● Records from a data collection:
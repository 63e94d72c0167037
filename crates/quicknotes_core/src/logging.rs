//! Process-wide logging bootstrap.
//!
//! # Responsibility
//! - Start rolling file logs once per process.
//! - Log panics with sanitized payloads.
//!
//! # Invariants
//! - Repeated init with the same level and directory is a no-op.
//! - Re-initialization with a different level or directory is rejected.
//! - Core events carry ids, counts and durations only; note titles and
//!   bodies are never written to logs.

use flexi_logger::{Cleanup, Criterion, FileSpec, Logger, LoggerHandle, Naming, WriteMode};
use log::{error, info};
use once_cell::sync::OnceCell;
use std::error::Error;
use std::fmt::{Display, Formatter};
use std::path::{Path, PathBuf};

const LOG_FILE_BASENAME: &str = "quicknotes";
const MAX_LOG_FILE_SIZE_BYTES: u64 = 5 * 1024 * 1024;
const MAX_LOG_FILES: usize = 3;
const MAX_PANIC_PAYLOAD_CHARS: usize = 160;

static LOGGING_STATE: OnceCell<LoggingState> = OnceCell::new();
static PANIC_HOOK_INSTALLED: OnceCell<()> = OnceCell::new();

struct LoggingState {
    level: &'static str,
    log_dir: PathBuf,
    _logger: LoggerHandle,
}

/// Logging bootstrap failure.
#[derive(Debug, Clone, PartialEq, Eq)]
pub enum LoggingError {
    UnsupportedLevel(String),
    InvalidDirectory(String),
    AlreadyInitialized { active: String, requested: String },
    Backend(String),
}

impl Display for LoggingError {
    fn fmt(&self, f: &mut Formatter<'_>) -> std::fmt::Result {
        match self {
            Self::UnsupportedLevel(level) => write!(
                f,
                "unsupported log level `{level}`; expected trace|debug|info|warn|error"
            ),
            Self::InvalidDirectory(reason) => write!(f, "invalid log directory: {reason}"),
            Self::AlreadyInitialized { active, requested } => write!(
                f,
                "logging already initialized with `{active}`; refusing to switch to `{requested}`"
            ),
            Self::Backend(reason) => write!(f, "failed to start logger: {reason}"),
        }
    }
}

impl Error for LoggingError {}

/// Initializes core logging at `level`, writing under the absolute `log_dir`.
///
/// Never panics.
pub fn init_logging(level: &str, log_dir: &str) -> Result<(), LoggingError> {
    let level = normalize_level(level)?;
    let log_dir = normalize_log_dir(log_dir)?;

    let state = LOGGING_STATE.get_or_try_init(|| start_logger(level, &log_dir))?;
    ensure_same_config(state, level, &log_dir)
}

/// Returns `(level, log_dir)` when logging is active.
pub fn logging_status() -> Option<(&'static str, PathBuf)> {
    LOGGING_STATE
        .get()
        .map(|state| (state.level, state.log_dir.clone()))
}

/// `debug` in debug builds, `info` in release builds.
pub fn default_log_level() -> &'static str {
    if cfg!(debug_assertions) {
        "debug"
    } else {
        "info"
    }
}

fn start_logger(level: &'static str, log_dir: &Path) -> Result<LoggingState, LoggingError> {
    std::fs::create_dir_all(log_dir).map_err(|err| {
        LoggingError::InvalidDirectory(format!("cannot create `{}`: {err}", log_dir.display()))
    })?;

    let logger = Logger::try_with_str(level)
        .map_err(|err| LoggingError::Backend(err.to_string()))?
        .log_to_file(
            FileSpec::default()
                .directory(log_dir)
                .basename(LOG_FILE_BASENAME),
        )
        .rotate(
            Criterion::Size(MAX_LOG_FILE_SIZE_BYTES),
            Naming::Numbers,
            Cleanup::KeepLogFiles(MAX_LOG_FILES),
        )
        .write_mode(WriteMode::BufferAndFlush)
        .append()
        .format_for_files(flexi_logger::detailed_format)
        .start()
        .map_err(|err| LoggingError::Backend(err.to_string()))?;

    install_panic_hook_once();

    info!(
        "event=core_init module=core status=ok platform={} version={} level={level}",
        std::env::consts::OS,
        env!("CARGO_PKG_VERSION"),
    );

    Ok(LoggingState {
        level,
        log_dir: log_dir.to_path_buf(),
        _logger: logger,
    })
}

fn ensure_same_config(
    state: &LoggingState,
    level: &'static str,
    log_dir: &Path,
) -> Result<(), LoggingError> {
    if state.log_dir != log_dir {
        return Err(LoggingError::AlreadyInitialized {
            active: state.log_dir.display().to_string(),
            requested: log_dir.display().to_string(),
        });
    }
    if state.level != level {
        return Err(LoggingError::AlreadyInitialized {
            active: state.level.to_string(),
            requested: level.to_string(),
        });
    }
    Ok(())
}

fn normalize_level(level: &str) -> Result<&'static str, LoggingError> {
    match level.trim().to_ascii_lowercase().as_str() {
        "trace" => Ok("trace"),
        "debug" => Ok("debug"),
        "info" => Ok("info"),
        "warn" | "warning" => Ok("warn"),
        "error" => Ok("error"),
        other => Err(LoggingError::UnsupportedLevel(other.to_string())),
    }
}

fn normalize_log_dir(log_dir: &str) -> Result<PathBuf, LoggingError> {
    let trimmed = log_dir.trim();
    if trimmed.is_empty() {
        return Err(LoggingError::InvalidDirectory("path is empty".to_string()));
    }
    let path = Path::new(trimmed);
    if !path.is_absolute() {
        return Err(LoggingError::InvalidDirectory(format!(
            "`{trimmed}` is not an absolute path"
        )));
    }
    Ok(path.to_path_buf())
}

fn install_panic_hook_once() {
    if PANIC_HOOK_INSTALLED.set(()).is_err() {
        return;
    }

    let previous_hook = std::panic::take_hook();
    std::panic::set_hook(Box::new(move |panic_info| {
        let location = panic_info
            .location()
            .map(|loc| format!("{}:{}", loc.file(), loc.line()))
            .unwrap_or_else(|| "unknown".to_string());
        let payload = panic_payload_summary(panic_info);
        error!("event=panic_captured module=core status=error location={location} payload={payload}");
        previous_hook(panic_info);
    }));
}

fn panic_payload_summary(info: &std::panic::PanicHookInfo<'_>) -> String {
    let payload = if let Some(message) = info.payload().downcast_ref::<&str>() {
        (*message).to_string()
    } else if let Some(message) = info.payload().downcast_ref::<String>() {
        message.clone()
    } else {
        "non-string panic payload".to_string()
    };

    sanitize_message(&payload, MAX_PANIC_PAYLOAD_CHARS)
}

fn sanitize_message(value: &str, max_chars: usize) -> String {
    let normalized = value.replace(['\n', '\r'], " ");
    let mut truncated = normalized.chars().take(max_chars).collect::<String>();
    if normalized.chars().count() > max_chars {
        truncated.push_str("...");
    }
    truncated
}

● WHAT TO WORK ON: Every record should be given again without alteration.

● EXPECTED ANSWER:
repository 63e94d72c0167037
filename crates/quicknotes_core/src/logging.rs
//! Process-wide logging bootstrap.
//!
//! # Responsibility
//! - Start rolling file logs once per process.
//! - Log panics with sanitized payloads.
//!
//! # Invariants
//! - Repeated init with the same level and directory is a no-op.
//! - Re-initialization with a different level or directory is rejected.
//! - Core events carry ids, counts and durations only; note titles and
//!   bodies are never written to logs.

use flexi_logger::{Cleanup, Criterion, FileSpec, Logger, LoggerHandle, Naming, WriteMode};
use log::{error, info};
use once_cell::sync::OnceCell;
use std::error::Error;
use std::fmt::{Display, Formatter};
use std::path::{Path, PathBuf};

const LOG_FILE_BASENAME: &str = "quicknotes";
const MAX_LOG_FILE_SIZE_BYTES: u64 = 5 * 1024 * 1024;
const MAX_LOG_FILES: usize = 3;
const MAX_PANIC_PAYLOAD_CHARS: usize = 160;

static LOGGING_STATE: OnceCell<LoggingState> = OnceCell::new();
static PANIC_HOOK_INSTALLED: OnceCell<()> = OnceCell::new();

struct LoggingState {
    level: &'static str,
    log_dir: PathBuf,
    _logger: LoggerHandle,
}

/// Logging bootstrap failure.
#[derive(Debug, Clone, PartialEq, Eq)]
pub enum LoggingError {
    UnsupportedLevel(String),
    InvalidDirectory(String),
    AlreadyInitialized { active: String, requested: String },
    Backend(String),
}

impl Display for LoggingError {
    fn fmt(&self, f: &mut Formatter<'_>) -> std::fmt::Result {
        match self {
            Self::UnsupportedLevel(level) => write!(
                f,
                "unsupported log level `{level}`; expected trace|debug|info|warn|error"
            ),
            Self::InvalidDirectory(reason) => write!(f, "invalid log directory: {reason}"),
            Self::AlreadyInitialized { active, requested } => write!(
                f,
                "logging already initialized with `{active}`; refusing to switch to `{requested}`"
            ),
            Self::Backend(reason) => write!(f, "failed to start logger: {reason}"),
        }
    }
}

impl Error for LoggingError {}

/// Initializes core logging at `level`, writing under the absolute `log_dir`.
///
/// Never panics.
pub fn init_logging(level: &str, log_dir: &str) -> Result<(), LoggingError> {
    let level = normalize_level(level)?;
    let log_dir = normalize_log_dir(log_dir)?;

    let state = LOGGING_STATE.get_or_try_init(|| start_logger(level, &log_dir))?;
    ensure_same_config(state, level, &log_dir)
}

/// Returns `(level, log_dir)` when logging is active.
pub fn logging_status() -> Option<(&'static str, PathBuf)> {
    LOGGING_STATE
        .get()
        .map(|state| (state.level, state.log_dir.clone()))
}

/// `debug` in debug builds, `info` in release builds.
pub fn default_log_level() -> &'static str {
    if cfg!(debug_assertions) {
        "debug"
    } else {
        "info"
    }
}

fn start_logger(level: &'static str, log_dir: &Path) -> Result<LoggingState, LoggingError> {
    std::fs::create_dir_all(log_dir).map_err(|err| {
        LoggingError::InvalidDirectory(format!("cannot create `{}`: {err}", log_dir.display()))
    })?;

    let logger = Logger::try_with_str(level)
        .map_err(|err| LoggingError::Backend(err.to_string()))?
        .log_to_file(
            FileSpec::default()
                .directory(log_dir)
                .basename(LOG_FILE_BASENAME),
        )
        .rotate(
            Criterion::Size(MAX_LOG_FILE_SIZE_BYTES),
            Naming::Numbers,
            Cleanup::KeepLogFiles(MAX_LOG_FILES),
        )
        .write_mode(WriteMode::BufferAndFlush)
        .append()
        .format_for_files(flexi_logger::detailed_format)
        .start()
        .map_err(|err| LoggingError::Backend(err.to_string()))?;

    install_panic_hook_once();

    info!(
        "event=core_init module=core status=ok platform={} version={} level={level}",
        std::env::consts::OS,
        env!("CARGO_PKG_VERSION"),
    );

    Ok(LoggingState {
        level,
        log_dir: log_dir.to_path_buf(),
        _logger: logger,
    })
}

fn ensure_same_config(
    state: &LoggingState,
    level: &'static str,
    log_dir: &Path,
) -> Result<(), LoggingError> {
    if state.log_dir != log_dir {
        return Err(LoggingError::AlreadyInitialized {
            active: state.log_dir.display().to_string(),
            requested: log_dir.display().to_string(),
        });
    }
    if state.level != level {
        return Err(LoggingError::AlreadyInitialized {
            active: state.level.to_string(),
            requested: level.to_string(),
        });
    }
    Ok(())
}

fn normalize_level(level: &str) -> Result<&'static str, LoggingError> {
    match level.trim().to_ascii_lowercase().as_str() {
        "trace" => Ok("trace"),
        "debug" => Ok("debug"),
        "info" => Ok("info"),
        "warn" | "warning" => Ok("warn"),
        "error" => Ok("error"),
        other => Err(LoggingError::UnsupportedLevel(other.to_string())),
    }
}

fn normalize_log_dir(log_dir: &str) -> Result<PathBuf, LoggingError> {
    let trimmed = log_dir.trim();
    if trimmed.is_empty() {
        return Err(LoggingError::InvalidDirectory("path is empty".to_string()));
    }
    let path = Path::new(trimmed);
    if !path.is_absolute() {
        return Err(LoggingError::InvalidDirectory(format!(
            "`{trimmed}` is not an absolute path"
        )));
    }
    Ok(path.to_path_buf())
}

fn install_panic_hook_once() {
    if PANIC_HOOK_INSTALLED.set(()).is_err() {
        return;
    }

    let previous_hook = std::panic::take_hook();
    std::panic::set_hook(Box::new(move |panic_info| {
        let location = panic_info
            .location()
            .map(|loc| format!("{}:{}", loc.file(), loc.line()))
            .unwrap_or_else(|| "unknown".to_string());
        let payload = panic_payload_summary(panic_info);
        error!("event=panic_captured module=core status=error location={location} payload={payload}");
        previous_hook(panic_info);
    }));
}

fn panic_payload_summary(info: &std::panic::PanicHookInfo<'_>) -> String {
    let payload = if let Some(message) = info.payload().downcast_ref::<&str>() {
        (*message).to_string()
    } else if let Some(message) = info.payload().downcast_ref::<String>() {
        message.clone()
    } else {
        "non-string panic payload".to_string()
    };

    sanitize_message(&payload, MAX_PANIC_PAYLOAD_CHARS)
}

fn sanitize_message(value: &str, max_chars: usize) -> String {
    let normalized = value.replace(['\n', '\r'], " ");
    let mut truncated = normalized.chars().take(max_chars).collect::<String>();
    if normalized.chars().count() > max_chars {
        truncated.push_str("...");
    }
    truncated
}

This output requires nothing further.